Cleveland Ohio Laser Cutting Realities of high-power fiber laser cutting

It’s obvious that people want to earn money with their laser cutters. Many think that increasing laser power will increase their earnings—sometimes this is true, but sometimes not. If we consider how increasing the power will affect earnings, we should discuss this in detail. When the power range is quite low, any power increase is directly visible in the overall efficiency. As the power increases, the cutting speed increases proportionally, but when the parts are small, the sections over which the laser moves do not allow the cutting speed possible for a given laser power to be used in full.

Increasing the power on small parts is no longer effective, so increasing the power with thin sheets and small details does not make any sense. All these considerations apply to cutting in nitrogen; after a certain thickness, a transition to cutting with oxygen is necessary. However, when cutting with oxygen, the feed rate is much lower and does not increase with increasing power. This means that increasing the power makes sense only for plates of medium thickness. For example, with power of 6 kW, the maximum thickness of cutting in nitrogen is 6 mm—after exceeding this value, cutting in oxygen should begin, which is done at a much lower speed and therefore reduces the overall efficiency.

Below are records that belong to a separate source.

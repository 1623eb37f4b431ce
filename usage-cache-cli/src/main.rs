// Copyright (c) 2024-2025 DeepGraph Inc.
// SPDX-License-Identifier: Apache-2.0
//
//! usage-cache CLI entry point

use clap::Parser;
use colored::Colorize;

mod cli;
use cli::{Cli, Commands};

fn main() -> Result<(), Box<dyn std::error::Error>> {
    let cli = Cli::parse();

    // -v/--verbose takes precedence over --log-level
    let log_level = if cli.verbose {
        log::LevelFilter::Debug
    } else if let Some(level) = cli.log_level {
        level.to_level_filter()
    } else {
        log::LevelFilter::Warn
    };

    env_logger::Builder::from_default_env()
        .filter_level(log_level)
        .init();

    match cli.command {
        Commands::Version => {
            println!("{} {}", "usage-cache".bold().green(), usage_cache::VERSION);
            println!("Hierarchical cache and fetch orchestrator for usage metrics");
            Ok(())
        }

        Commands::Replay {
            scenario,
            dataset,
            format,
        } => cli::handle_replay(scenario, dataset, format),
    }
}
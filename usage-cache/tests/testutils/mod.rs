//! Test utilities for usage-cache integration tests
//!
//! `MockSource` is a counting `DataSource` with a configurable delay and an
//! optional injected failure.

#![allow(dead_code)]

use std::sync::atomic::{AtomicUsize, Ordering};
use std::sync::Arc;
use std::time::Duration;

use async_trait::async_trait;
use parking_lot::Mutex;
use usage_cache::{
    AppList, AppRecord, CacheConfig, DataCache, DataSource, FetchParams, KeySetList, KeySetRecord,
    ManualClock, RemoteError, Scope, ScopeLevel, Session, UsagePoint, UsageSeries,
};

pub const TOKEN: &str = "test-token";

pub fn init_logging() {
    let _ = env_logger::builder().is_test(true).try_init();
}

pub fn params(start: &str, end: &str) -> FetchParams {
    FetchParams::parse(start, end).expect("valid test params")
}

/// Account 7 with apps 1 and 2; app 2 owns k2 and k3
pub fn sample_apps() -> AppList {
    AppList::new(vec![AppRecord::new("1", "web"), AppRecord::new("2", "mobile")])
}

pub fn sample_keysets() -> KeySetList {
    KeySetList::new(vec![
        KeySetRecord::new("k1", "1", "web-prod"),
        KeySetRecord::new("k2", "2", "mobile-prod"),
        KeySetRecord::new("k3", "2", "mobile-staging"),
    ])
}

#[derive(Default)]
pub struct MockSource {
    usage_calls: AtomicUsize,
    app_calls: AtomicUsize,
    keyset_calls: AtomicUsize,
    delay: Duration,
    failure: Mutex<Option<RemoteError>>,
    tokens: Mutex<Vec<String>>,
}

impl MockSource {
    pub fn new() -> Self {
        Self::default()
    }

    /// Every call sleeps for `delay` before answering
    pub fn with_delay(delay: Duration) -> Self {
        Self {
            delay,
            ..Self::default()
        }
    }

    pub fn fail_with(&self, error: RemoteError) {
        *self.failure.lock() = Some(error);
    }

    pub fn succeed(&self) {
        *self.failure.lock() = None;
    }

    pub fn usage_calls(&self) -> usize {
        self.usage_calls.load(Ordering::SeqCst)
    }

    pub fn app_calls(&self) -> usize {
        self.app_calls.load(Ordering::SeqCst)
    }

    pub fn keyset_calls(&self) -> usize {
        self.keyset_calls.load(Ordering::SeqCst)
    }

    pub fn total_calls(&self) -> usize {
        self.usage_calls() + self.app_calls() + self.keyset_calls()
    }

    pub fn tokens_seen(&self) -> Vec<String> {
        self.tokens.lock().clone()
    }

    async fn answer<T>(&self, counter: &AtomicUsize, token: &str, payload: T) -> Result<T, RemoteError> {
        counter.fetch_add(1, Ordering::SeqCst);
        self.tokens.lock().push(token.to_string());
        if !self.delay.is_zero() {
            tokio::time::sleep(self.delay).await;
        }

        let failure = self.failure.lock().clone();
        match failure {
            Some(error) => Err(error),
            None => Ok(payload),
        }
    }
}

#[async_trait]
impl DataSource for MockSource {
    async fn fetch_account_usage(
        &self,
        token: &str,
        scope: &Scope,
        params: &FetchParams,
    ) -> Result<UsageSeries, RemoteError> {
        let per_day = match scope.level() {
            ScopeLevel::Account => 30,
            ScopeLevel::App => 20,
            ScopeLevel::Keyset => 10,
        };
        let points = params
            .start_date()
            .iter_days()
            .take_while(|day| *day <= params.end_date())
            .map(|day| UsagePoint::new(day, [("calls".to_string(), per_day)].into_iter().collect()))
            .collect();
        self.answer(&self.usage_calls, token, UsageSeries::new(points)).await
    }

    async fn fetch_apps(
        &self,
        token: &str,
        scope: &Scope,
        _params: &FetchParams,
    ) -> Result<AppList, RemoteError> {
        let apps = match scope.app_id() {
            Some(app_id) => AppList::new(
                sample_apps()
                    .apps
                    .into_iter()
                    .filter(|app| app.id == app_id)
                    .collect(),
            ),
            None => sample_apps(),
        };
        self.answer(&self.app_calls, token, apps).await
    }

    async fn fetch_keys(
        &self,
        token: &str,
        scope: &Scope,
        _params: &FetchParams,
    ) -> Result<KeySetList, RemoteError> {
        let keysets = KeySetList::new(
            sample_keysets()
                .keysets
                .into_iter()
                .filter(|keyset| scope.app_id().map_or(true, |app_id| keyset.app_id == app_id))
                .filter(|keyset| scope.key_id().map_or(true, |key_id| keyset.id == key_id))
                .collect(),
        );
        self.answer(&self.keyset_calls, token, keysets).await
    }
}

/// Authenticated cache over `source` driven by a manual clock
pub fn cache_with(source: Arc<MockSource>, config: CacheConfig) -> (DataCache, Arc<ManualClock>) {
    let clock = Arc::new(ManualClock::new());
    let cache = DataCache::with_clock(config, source, clock.clone()).expect("valid cache config");
    cache.set_session(Session::with_token(TOKEN));
    (cache, clock)
}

When increasing the power to 8 kW, the maximum thickness of the cut in nitrogen is 8 mm, 10 kW is 10 mm, 12 kW is 12 mm, etc.

High laser powers only make sense for cutting medium thicknesses. For thin sheets, high power cannot be used because the dynamics of the machine is limiting, and for thick sheets, the oxygen cutting technology is limiting. Therefore, if the largest part of a job is a metal sheet that is 8 mm thick, laser with a power of at least 8 kW should be used and if it is, for example, 12 mm, a laser with a power of 12 kW should be used, and so on.

The above dependence shows that further increasing the power to, for example, 15 or 20 kW should almost completely eliminate the need to cut thick sheets in oxygen. Laboratory research confirms this, but is the industry ready for such high power?

The rapid development of fiber laser sources in recent years has resulted in the fact that power capacities of 20 kW or even 30 kW are already available on the market. However, it turns out that their implementation into cutting machines is not so simple. Offering extremely high power looks great in advertising, but can the huge purchase cost really pay off?